_Problem to work on_
Only the lines from the one with "h.task.await.unwrap();" to the end of the data below should be given again, exactly as written.

(Saved data entries)
--- --- ---
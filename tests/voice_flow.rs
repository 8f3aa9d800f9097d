//! End-to-end flows through the voice service with scripted engines.

use std::sync::{Arc, Mutex};
use std::time::Duration;

use tokio::task::JoinHandle;

use medivoice::announcement::Section;
use medivoice::engine::scripted::{
    AsrCall, AsrProbe, ScriptedAsrEngine, ScriptedSpeechEngine, SpeechCall, SpeechProbe,
};
use medivoice::engine::{
    event_channel, EngineEvent, EventSender, RecognitionEvent, RecognitionEventKind, Segment,
    SynthesisEvent, SynthesisEventKind, UnavailableAsrEngine, UnavailableSpeechEngine,
};
use medivoice::error::{EngineKind, SynthesisErrorCode};
use medivoice::input::{RecognitionState, SpeechInputSession, StartOutcome};
use medivoice::output::{NarrationSettings, PlaybackState, SpeakOutcome, SpeechOutputController};
use medivoice::utterance::Ticket;
use medivoice::voice::VoiceDescriptor;
use medivoice::{SpeakOptions, VoiceError, VoiceHandle, VoiceNotice, VoiceService};

struct Harness {
    handle: VoiceHandle,
    speech: SpeechProbe,
    asr: AsrProbe,
    events: EventSender,
    task: JoinHandle<()>,
}

fn harness() -> Harness {
    let (events, events_rx) = event_channel();
    let (speech_engine, speech) = ScriptedSpeechEngine::new();
    speech.set_voices(vec![
        VoiceDescriptor::new("Zira", "en-US"),
        VoiceDescriptor::new("Lekha", "hi-IN"),
    ]);
    let (asr_engine, asr) = ScriptedAsrEngine::new();

    let (service, handle) = VoiceService::new(
        SpeechOutputController::new(Box::new(speech_engine), NarrationSettings::default()),
        SpeechInputSession::new(Box::new(asr_engine)),
        events_rx,
    );
    let task = tokio::spawn(service.run());

    Harness {
        handle,
        speech,
        asr,
        events,
        task,
    }
}

impl Harness {
    fn synthesis(&self, ticket: Ticket, kind: SynthesisEventKind) {
        self.events
            .send(EngineEvent::Synthesis(SynthesisEvent { ticket, kind }))
            .unwrap();
    }

    fn recognition(&self, ticket: Ticket, kind: RecognitionEventKind) {
        self.events
            .send(EngineEvent::Recognition(RecognitionEvent { ticket, kind }))
            .unwrap();
    }

    /// Round-trip a command so every event sent before it is applied.
    async fn settle(&self) {
        self.handle.voices().await.unwrap();
    }

    async fn speak(&self, id: &str, text: &str, options: SpeakOptions) -> Ticket {
        match self.handle.request_speak(id, text, "english", options).await {
            Ok(SpeakOutcome::Started { ticket, .. }) => ticket,
            other => panic!("expected Started, got {other:?}"),
        }
    }
}

#[tokio::test(start_paused = true)]
async fn test_announcement_precedes_main_after_delay() {
    let h = harness();
    let options = SpeakOptions::default().with_section(Section::Dosage);
    let ticket = h.speak("dose", "Take one tablet daily", options).await;

    assert_eq!(h.speech.spoken().len(), 1);
    assert_eq!(h.speech.spoken()[0].segment, Segment::Announcement);

    tokio::time::sleep(Duration::from_millis(350)).await;
    h.settle().await;

    let spoken = h.speech.spoken();
    assert_eq!(spoken.len(), 2);
    assert_eq!(spoken[1].segment, Segment::Main);
    assert_eq!(spoken[1].text, "Take one tablet daily");

    h.synthesis(ticket, SynthesisEventKind::End);
    h.settle().await;
    assert_eq!(h.handle.status().playback, PlaybackState::Idle);
}

#[tokio::test(start_paused = true)]
async fn test_superseded_main_never_fires() {
    let h = harness();
    let options = SpeakOptions::default().with_section(Section::SideEffects);
    h.speak("effects", "May cause drowsiness", options).await;
    h.speak("chat-2", "Please drink water", SpeakOptions::default()).await;

    tokio::time::sleep(Duration::from_secs(1)).await;
    h.settle().await;

    let texts: Vec<String> = h.speech.spoken().into_iter().map(|u| u.text).collect();
    assert_eq!(
        texts,
        vec![
            "Now reading side effects information".to_string(),
            "Please drink water".to_string(),
        ]
    );
    assert_eq!(h.speech.count(&SpeechCall::Cancel), 1);
}

#[tokio::test(start_paused = true)]
async fn test_stale_end_after_preemption() {
    let h = harness();
    let first = h.speak("1", "First reply", SpeakOptions::default()).await;
    h.speak("2", "Second reply", SpeakOptions::default()).await;

    // The engine confirms the cancelled utterance late.
    h.synthesis(first, SynthesisEventKind::Error(SynthesisErrorCode::Interrupted));
    h.synthesis(first, SynthesisEventKind::End);
    h.settle().await;

    let status = h.handle.status();
    assert_eq!(status.playback, PlaybackState::Speaking);
    assert_eq!(status.active.map(|a| a.utterance_id), Some("2".into()));
    assert_eq!(status.last_error, None);
}

#[tokio::test(start_paused = true)]
async fn test_synthesis_error_is_reported() {
    let h = harness();
    let mut notices = h.handle.subscribe();
    let ticket = h.speak("1", "Reply", SpeakOptions::default()).await;

    h.synthesis(ticket, SynthesisEventKind::Error(SynthesisErrorCode::AudioBusy));
    h.settle().await;

    let status = h.handle.status();
    assert_eq!(status.playback, PlaybackState::Idle);
    assert_eq!(status.last_error.as_deref(), Some("speech synthesis error: audio-busy"));

    let mut seen = Vec::new();
    while let Ok(notice) = notices.try_recv() {
        seen.push(notice);
    }
    assert!(seen.contains(&VoiceNotice::Playback(PlaybackState::Speaking)));
    assert!(seen.contains(&VoiceNotice::Error(VoiceError::SynthesisError(
        SynthesisErrorCode::AudioBusy
    ))));
    assert_eq!(seen.last(), Some(&VoiceNotice::Playback(PlaybackState::Idle)));
}

#[tokio::test(start_paused = true)]
async fn test_listening_delivers_one_transcript() {
    let h = harness();
    let transcripts: Arc<Mutex<Vec<String>>> = Arc::default();
    let sink = Arc::clone(&transcripts);

    let outcome = h
        .handle
        .start_listening("hindi", move |text| sink.lock().unwrap().push(text), |_| {})
        .await
        .unwrap();
    let StartOutcome::Started(ticket) = outcome else {
        panic!("expected Started, got {outcome:?}");
    };

    let again = h
        .handle
        .start_listening("hindi", |_| panic!("ignored start must not deliver"), |_| {})
        .await
        .unwrap();
    assert_eq!(again, StartOutcome::AlreadyListening(ticket));
    assert_eq!(h.asr.starts(), 1);
    assert_eq!(h.handle.status().recognition.locale_code.as_deref(), Some("hi-IN"));

    h.recognition(ticket, RecognitionEventKind::Start);
    h.recognition(
        ticket,
        RecognitionEventKind::Result {
            transcript: "मुझे सिरदर्द है".into(),
            is_final: true,
        },
    );
    h.recognition(ticket, RecognitionEventKind::End);
    h.settle().await;

    assert_eq!(*transcripts.lock().unwrap(), vec!["मुझे सिरदर्द है".to_string()]);
    let status = h.handle.status();
    assert_eq!(status.recognition.state, RecognitionState::Idle);
    assert_eq!(status.last_transcript.as_deref(), Some("मुझे सिरदर्द है"));
}

#[tokio::test(start_paused = true)]
async fn test_stop_keeps_what_was_said() {
    let h = harness();
    let transcripts: Arc<Mutex<Vec<String>>> = Arc::default();
    let sink = Arc::clone(&transcripts);

    h.handle
        .start_listening("english", move |text| sink.lock().unwrap().push(text), |_| {})
        .await
        .unwrap();
    let ticket = h.asr.last_ticket().unwrap();

    assert!(h.handle.stop_listening().await.unwrap());
    assert_eq!(h.asr.count(&AsrCall::Stop), 1);
    assert_eq!(h.handle.status().recognition.state, RecognitionState::Listening);

    h.recognition(
        ticket,
        RecognitionEventKind::Result {
            transcript: "I have a headache".into(),
            is_final: true,
        },
    );
    h.recognition(ticket, RecognitionEventKind::End);
    h.settle().await;

    assert_eq!(*transcripts.lock().unwrap(), vec!["I have a headache".to_string()]);
    let status = h.handle.status();
    assert_eq!(status.recognition.state, RecognitionState::Idle);
    assert_eq!(status.last_transcript.as_deref(), Some("I have a headache"));
}

#[tokio::test(start_paused = true)]
async fn test_unavailable_engines_degrade() {
    let (_events, events_rx) = event_channel();
    let (service, handle) = VoiceService::new(
        SpeechOutputController::new(
            Box::new(UnavailableSpeechEngine),
            NarrationSettings::default(),
        ),
        SpeechInputSession::new(Box::new(UnavailableAsrEngine)),
        events_rx,
    );
    tokio::spawn(service.run());

    let err = handle
        .request_speak("1", "Reply", "english", SpeakOptions::default())
        .await
        .unwrap_err();
    assert_eq!(err, VoiceError::EngineUnavailable(EngineKind::Synthesis));

    let err = handle
        .start_listening("english", |_| {}, |_| {})
        .await
        .unwrap_err();
    assert_eq!(err, VoiceError::EngineUnavailable(EngineKind::Recognition));

    assert!(!handle.cancel_all_speech().await.unwrap());
    assert!(!handle.stop_listening().await.unwrap());

    let status = handle.status();
    assert!(!status.speech_available);
    assert!(!status.recognition_available);
}

#[tokio::test(start_paused = true)]
async fn test_dry_run_returns_to_idle() {
    let (events, events_rx) = event_channel();
    let (service, handle) = VoiceService::new(
        SpeechOutputController::new(
            Box::new(ScriptedSpeechEngine::dry_run(events.clone())),
            NarrationSettings::default(),
        ),
        SpeechInputSession::new(Box::new(UnavailableAsrEngine)),
        events_rx,
    );
    tokio::spawn(service.run());

    let mut status = handle.watch_status();
    let outcome = handle
        .request_speak("med", "Take one tablet daily", "hindi", SpeakOptions::default())
        .await
        .unwrap();
    assert!(matches!(outcome, SpeakOutcome::Started { pre_roll: None, .. }));

    status
        .wait_for(|s| s.playback == PlaybackState::Idle)
        .await
        .unwrap();
    assert_eq!(handle.status().last_error, None);
}

#[tokio::test(start_paused = true)]
async fn test_shutdown_cancels_narration() {
    let h = harness();
    h.speak("1", "Reply", SpeakOptions::default()).await;

    h.handle.shutdown().await;
    h.task.await.unwrap();

    assert_eq!(h.speech.count(&SpeechCall::Cancel), 1);
    let err = h
        .handle
        .request_speak("2", "Reply", "english", SpeakOptions::default())
        .await
        .unwrap_err();
    assert_eq!(err, VoiceError::ServiceStopped);
}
--- --- ---
_Answer to this task_
    h.task.await.unwrap();

    assert_eq!(h.speech.count(&SpeechCall::Cancel), 1);
    let err = h
        .handle
        .request_speak("2", "Reply", "english", SpeakOptions::default())
        .await
        .unwrap_err();
    assert_eq!(err, VoiceError::ServiceStopped);
}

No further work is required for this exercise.